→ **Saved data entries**
=== Begin Enclosure ===

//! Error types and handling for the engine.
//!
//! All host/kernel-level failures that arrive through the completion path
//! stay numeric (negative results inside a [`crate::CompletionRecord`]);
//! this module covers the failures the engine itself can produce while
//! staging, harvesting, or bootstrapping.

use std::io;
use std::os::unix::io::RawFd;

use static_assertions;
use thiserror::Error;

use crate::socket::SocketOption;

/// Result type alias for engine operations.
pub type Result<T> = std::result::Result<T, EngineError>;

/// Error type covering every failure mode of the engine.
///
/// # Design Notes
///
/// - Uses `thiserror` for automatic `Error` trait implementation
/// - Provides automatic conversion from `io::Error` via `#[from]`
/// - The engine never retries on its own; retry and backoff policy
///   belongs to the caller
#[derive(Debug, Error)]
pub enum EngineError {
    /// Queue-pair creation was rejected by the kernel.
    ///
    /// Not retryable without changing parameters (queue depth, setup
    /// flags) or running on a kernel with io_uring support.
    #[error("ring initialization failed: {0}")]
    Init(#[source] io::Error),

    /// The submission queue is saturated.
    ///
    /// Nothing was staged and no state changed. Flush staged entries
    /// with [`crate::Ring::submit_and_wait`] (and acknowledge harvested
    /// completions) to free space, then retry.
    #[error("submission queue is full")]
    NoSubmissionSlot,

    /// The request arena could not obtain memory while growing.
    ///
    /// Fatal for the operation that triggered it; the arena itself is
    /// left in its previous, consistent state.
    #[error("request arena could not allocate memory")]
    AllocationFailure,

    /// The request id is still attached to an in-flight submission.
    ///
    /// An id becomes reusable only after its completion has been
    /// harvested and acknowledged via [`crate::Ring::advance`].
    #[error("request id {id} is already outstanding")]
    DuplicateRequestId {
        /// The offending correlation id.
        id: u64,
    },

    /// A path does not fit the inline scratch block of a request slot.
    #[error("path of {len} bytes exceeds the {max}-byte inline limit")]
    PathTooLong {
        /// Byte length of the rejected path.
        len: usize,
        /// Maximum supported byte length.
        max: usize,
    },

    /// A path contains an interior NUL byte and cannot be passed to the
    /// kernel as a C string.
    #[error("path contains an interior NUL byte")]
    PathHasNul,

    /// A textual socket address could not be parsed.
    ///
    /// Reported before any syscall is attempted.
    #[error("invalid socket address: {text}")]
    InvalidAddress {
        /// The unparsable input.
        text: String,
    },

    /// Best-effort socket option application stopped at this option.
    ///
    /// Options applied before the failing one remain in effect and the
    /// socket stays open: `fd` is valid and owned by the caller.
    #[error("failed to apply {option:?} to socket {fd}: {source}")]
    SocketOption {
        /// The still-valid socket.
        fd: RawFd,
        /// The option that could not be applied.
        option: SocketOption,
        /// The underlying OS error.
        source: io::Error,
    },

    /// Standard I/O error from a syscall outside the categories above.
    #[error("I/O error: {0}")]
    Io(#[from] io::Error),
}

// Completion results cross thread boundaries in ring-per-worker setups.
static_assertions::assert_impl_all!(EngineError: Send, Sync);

=== End Enclosure ===
=== Begin Enclosure ===

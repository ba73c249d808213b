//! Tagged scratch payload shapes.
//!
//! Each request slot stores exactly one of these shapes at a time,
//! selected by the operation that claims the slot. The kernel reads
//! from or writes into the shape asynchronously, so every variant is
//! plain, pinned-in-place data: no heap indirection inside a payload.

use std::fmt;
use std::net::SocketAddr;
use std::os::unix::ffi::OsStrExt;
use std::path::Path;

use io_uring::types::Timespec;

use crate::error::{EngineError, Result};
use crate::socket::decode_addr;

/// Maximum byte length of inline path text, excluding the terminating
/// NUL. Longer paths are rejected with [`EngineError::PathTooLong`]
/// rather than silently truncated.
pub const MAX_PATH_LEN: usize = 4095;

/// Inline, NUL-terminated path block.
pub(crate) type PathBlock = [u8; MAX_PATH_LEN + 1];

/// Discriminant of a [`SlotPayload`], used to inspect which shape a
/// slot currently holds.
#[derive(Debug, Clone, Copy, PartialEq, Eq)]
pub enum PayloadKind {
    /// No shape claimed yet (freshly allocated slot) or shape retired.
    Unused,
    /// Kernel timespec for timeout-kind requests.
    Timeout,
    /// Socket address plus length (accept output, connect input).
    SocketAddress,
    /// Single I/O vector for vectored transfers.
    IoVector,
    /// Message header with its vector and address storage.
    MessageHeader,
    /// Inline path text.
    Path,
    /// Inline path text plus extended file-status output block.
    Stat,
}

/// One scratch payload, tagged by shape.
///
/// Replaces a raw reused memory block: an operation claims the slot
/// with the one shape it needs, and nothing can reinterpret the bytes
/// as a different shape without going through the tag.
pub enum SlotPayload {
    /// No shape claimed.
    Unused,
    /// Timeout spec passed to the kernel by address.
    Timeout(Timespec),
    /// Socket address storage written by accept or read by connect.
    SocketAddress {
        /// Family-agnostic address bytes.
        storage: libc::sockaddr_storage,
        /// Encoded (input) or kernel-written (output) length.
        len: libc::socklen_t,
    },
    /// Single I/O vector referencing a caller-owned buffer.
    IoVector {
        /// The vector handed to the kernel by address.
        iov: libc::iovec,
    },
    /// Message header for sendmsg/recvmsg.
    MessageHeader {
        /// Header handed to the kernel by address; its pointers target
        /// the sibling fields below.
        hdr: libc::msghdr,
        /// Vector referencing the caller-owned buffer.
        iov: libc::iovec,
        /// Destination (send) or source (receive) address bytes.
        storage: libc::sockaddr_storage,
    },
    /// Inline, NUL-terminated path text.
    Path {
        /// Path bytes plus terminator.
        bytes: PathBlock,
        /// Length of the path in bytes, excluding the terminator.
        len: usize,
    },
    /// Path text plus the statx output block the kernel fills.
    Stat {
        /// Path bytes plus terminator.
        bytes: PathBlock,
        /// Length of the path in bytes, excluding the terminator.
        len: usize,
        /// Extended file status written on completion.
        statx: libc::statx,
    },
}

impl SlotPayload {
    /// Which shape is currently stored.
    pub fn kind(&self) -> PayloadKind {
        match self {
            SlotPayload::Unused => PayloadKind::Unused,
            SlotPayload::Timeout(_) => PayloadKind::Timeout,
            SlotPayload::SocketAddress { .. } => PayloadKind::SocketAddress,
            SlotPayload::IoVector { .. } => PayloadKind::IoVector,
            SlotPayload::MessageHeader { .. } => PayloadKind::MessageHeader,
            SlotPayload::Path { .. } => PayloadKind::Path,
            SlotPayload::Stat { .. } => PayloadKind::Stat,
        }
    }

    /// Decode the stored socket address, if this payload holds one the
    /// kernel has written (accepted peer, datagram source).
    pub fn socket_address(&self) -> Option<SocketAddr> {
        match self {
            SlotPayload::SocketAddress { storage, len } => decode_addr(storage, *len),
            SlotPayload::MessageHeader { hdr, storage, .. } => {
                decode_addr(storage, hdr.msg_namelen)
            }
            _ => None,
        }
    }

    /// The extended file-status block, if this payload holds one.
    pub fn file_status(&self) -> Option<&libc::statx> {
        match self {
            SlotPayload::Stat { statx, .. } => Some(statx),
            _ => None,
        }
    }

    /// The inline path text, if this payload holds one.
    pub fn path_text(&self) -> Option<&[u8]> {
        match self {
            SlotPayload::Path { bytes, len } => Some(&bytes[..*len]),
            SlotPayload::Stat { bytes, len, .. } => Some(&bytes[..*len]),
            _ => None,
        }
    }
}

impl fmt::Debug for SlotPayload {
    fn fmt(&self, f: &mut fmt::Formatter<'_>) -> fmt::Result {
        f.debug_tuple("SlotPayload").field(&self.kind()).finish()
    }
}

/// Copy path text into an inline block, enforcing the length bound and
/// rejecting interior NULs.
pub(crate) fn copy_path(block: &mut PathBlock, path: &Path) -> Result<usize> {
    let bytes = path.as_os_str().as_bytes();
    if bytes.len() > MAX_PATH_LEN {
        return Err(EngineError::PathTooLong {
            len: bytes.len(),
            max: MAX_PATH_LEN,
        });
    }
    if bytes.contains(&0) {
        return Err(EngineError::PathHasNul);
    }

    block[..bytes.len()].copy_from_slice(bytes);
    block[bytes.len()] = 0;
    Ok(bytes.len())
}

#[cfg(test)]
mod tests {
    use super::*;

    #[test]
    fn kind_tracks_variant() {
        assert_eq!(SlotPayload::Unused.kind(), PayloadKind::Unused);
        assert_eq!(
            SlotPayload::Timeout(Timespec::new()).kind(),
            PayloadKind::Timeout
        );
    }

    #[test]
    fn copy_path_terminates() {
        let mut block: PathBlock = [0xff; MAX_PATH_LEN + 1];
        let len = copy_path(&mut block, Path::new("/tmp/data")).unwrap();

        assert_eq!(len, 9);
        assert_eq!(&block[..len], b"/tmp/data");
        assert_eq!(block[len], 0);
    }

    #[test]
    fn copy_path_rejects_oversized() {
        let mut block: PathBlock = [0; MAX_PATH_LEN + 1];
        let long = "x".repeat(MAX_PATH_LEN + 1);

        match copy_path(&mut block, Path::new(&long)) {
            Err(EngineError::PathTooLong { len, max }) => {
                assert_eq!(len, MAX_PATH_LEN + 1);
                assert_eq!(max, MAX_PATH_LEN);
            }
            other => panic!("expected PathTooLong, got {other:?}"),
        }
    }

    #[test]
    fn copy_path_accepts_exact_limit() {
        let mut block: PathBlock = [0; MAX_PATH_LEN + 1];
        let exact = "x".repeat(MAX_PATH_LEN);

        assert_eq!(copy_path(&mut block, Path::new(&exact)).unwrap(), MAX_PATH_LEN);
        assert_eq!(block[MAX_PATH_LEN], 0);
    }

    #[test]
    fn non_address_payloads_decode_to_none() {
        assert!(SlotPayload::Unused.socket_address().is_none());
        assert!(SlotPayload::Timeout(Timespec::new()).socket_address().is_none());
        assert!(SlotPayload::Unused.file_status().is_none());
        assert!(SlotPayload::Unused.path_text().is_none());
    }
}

=== End Enclosure ===
=== Begin Enclosure ===

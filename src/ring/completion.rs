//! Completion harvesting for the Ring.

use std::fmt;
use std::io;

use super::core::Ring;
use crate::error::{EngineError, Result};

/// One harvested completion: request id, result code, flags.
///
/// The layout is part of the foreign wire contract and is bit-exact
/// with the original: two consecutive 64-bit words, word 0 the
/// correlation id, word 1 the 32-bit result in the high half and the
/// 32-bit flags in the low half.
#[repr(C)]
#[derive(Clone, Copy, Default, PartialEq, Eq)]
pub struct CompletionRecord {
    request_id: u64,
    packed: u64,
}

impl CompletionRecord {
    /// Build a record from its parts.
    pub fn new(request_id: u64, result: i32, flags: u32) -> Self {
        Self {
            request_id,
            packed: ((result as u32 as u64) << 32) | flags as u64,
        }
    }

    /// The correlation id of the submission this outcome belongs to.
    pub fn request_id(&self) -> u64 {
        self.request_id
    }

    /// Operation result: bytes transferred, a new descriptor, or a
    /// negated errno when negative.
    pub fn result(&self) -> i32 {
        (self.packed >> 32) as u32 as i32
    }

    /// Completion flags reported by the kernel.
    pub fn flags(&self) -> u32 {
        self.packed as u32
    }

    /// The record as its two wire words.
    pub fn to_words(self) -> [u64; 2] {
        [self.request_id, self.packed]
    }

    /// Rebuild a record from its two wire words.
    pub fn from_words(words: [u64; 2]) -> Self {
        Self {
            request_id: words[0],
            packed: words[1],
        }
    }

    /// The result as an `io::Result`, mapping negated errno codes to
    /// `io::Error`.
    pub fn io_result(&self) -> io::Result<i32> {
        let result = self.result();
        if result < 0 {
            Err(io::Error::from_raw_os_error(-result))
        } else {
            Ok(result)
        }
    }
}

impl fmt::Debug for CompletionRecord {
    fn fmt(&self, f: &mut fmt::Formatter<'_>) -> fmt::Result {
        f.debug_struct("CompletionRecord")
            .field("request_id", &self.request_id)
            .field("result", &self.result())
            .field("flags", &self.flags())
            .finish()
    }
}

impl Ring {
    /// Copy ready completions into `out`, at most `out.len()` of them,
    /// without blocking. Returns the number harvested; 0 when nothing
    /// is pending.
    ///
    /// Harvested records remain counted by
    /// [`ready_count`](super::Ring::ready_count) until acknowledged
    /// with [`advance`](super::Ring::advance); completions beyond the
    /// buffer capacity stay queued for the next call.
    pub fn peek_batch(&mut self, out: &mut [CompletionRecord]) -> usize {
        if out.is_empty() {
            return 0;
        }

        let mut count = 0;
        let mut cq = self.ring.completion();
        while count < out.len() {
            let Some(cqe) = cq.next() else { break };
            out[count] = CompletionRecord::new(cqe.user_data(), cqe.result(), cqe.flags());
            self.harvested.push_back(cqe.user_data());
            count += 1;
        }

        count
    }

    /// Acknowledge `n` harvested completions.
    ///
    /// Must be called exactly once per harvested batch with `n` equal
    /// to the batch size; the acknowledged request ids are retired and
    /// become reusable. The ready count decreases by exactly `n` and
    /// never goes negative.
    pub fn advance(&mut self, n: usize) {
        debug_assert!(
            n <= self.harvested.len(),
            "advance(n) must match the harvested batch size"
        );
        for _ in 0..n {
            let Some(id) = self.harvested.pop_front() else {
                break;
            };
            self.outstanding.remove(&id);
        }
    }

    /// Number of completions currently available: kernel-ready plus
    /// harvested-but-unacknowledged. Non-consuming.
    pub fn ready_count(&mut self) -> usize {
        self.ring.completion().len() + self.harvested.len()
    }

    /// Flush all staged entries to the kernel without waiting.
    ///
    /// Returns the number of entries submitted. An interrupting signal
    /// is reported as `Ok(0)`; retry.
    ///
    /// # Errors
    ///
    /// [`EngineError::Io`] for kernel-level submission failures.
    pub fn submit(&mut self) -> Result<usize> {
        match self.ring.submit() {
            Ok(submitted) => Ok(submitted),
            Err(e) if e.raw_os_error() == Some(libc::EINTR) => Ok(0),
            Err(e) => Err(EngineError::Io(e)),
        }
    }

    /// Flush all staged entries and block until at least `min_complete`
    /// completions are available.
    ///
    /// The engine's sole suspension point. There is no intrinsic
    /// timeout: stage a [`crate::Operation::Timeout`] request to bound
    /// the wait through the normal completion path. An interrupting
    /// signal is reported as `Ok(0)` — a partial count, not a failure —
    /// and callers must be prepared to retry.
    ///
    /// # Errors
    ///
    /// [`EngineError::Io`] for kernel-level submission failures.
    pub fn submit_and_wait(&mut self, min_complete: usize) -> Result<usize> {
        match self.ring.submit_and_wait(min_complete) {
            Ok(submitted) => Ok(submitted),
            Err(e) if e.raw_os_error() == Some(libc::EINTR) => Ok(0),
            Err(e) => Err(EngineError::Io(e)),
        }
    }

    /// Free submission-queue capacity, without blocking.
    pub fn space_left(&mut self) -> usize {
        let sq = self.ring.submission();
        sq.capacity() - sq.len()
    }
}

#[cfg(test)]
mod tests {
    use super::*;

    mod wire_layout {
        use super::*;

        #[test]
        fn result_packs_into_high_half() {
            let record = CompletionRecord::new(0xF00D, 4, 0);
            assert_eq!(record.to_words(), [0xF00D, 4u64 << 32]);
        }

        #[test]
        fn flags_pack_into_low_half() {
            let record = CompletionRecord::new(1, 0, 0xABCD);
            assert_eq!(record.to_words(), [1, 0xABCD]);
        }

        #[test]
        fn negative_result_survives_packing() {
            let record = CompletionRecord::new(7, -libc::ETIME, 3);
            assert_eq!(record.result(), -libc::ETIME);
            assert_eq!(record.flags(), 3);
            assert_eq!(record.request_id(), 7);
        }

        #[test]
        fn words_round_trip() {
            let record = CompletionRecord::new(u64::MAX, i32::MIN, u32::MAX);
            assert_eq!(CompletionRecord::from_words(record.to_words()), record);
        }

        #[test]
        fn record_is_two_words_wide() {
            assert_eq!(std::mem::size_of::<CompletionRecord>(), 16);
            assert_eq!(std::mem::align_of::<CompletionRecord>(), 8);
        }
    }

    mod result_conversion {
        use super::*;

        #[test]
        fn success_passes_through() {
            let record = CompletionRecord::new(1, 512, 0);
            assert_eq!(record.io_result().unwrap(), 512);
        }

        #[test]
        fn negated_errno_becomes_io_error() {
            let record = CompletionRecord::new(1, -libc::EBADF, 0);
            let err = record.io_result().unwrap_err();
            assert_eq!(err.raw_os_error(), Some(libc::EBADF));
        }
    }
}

=== End Enclosure ===

→ **Task to complete**
Tally the lines above that contain "passed"; give only the number.

→ **Your solution**
2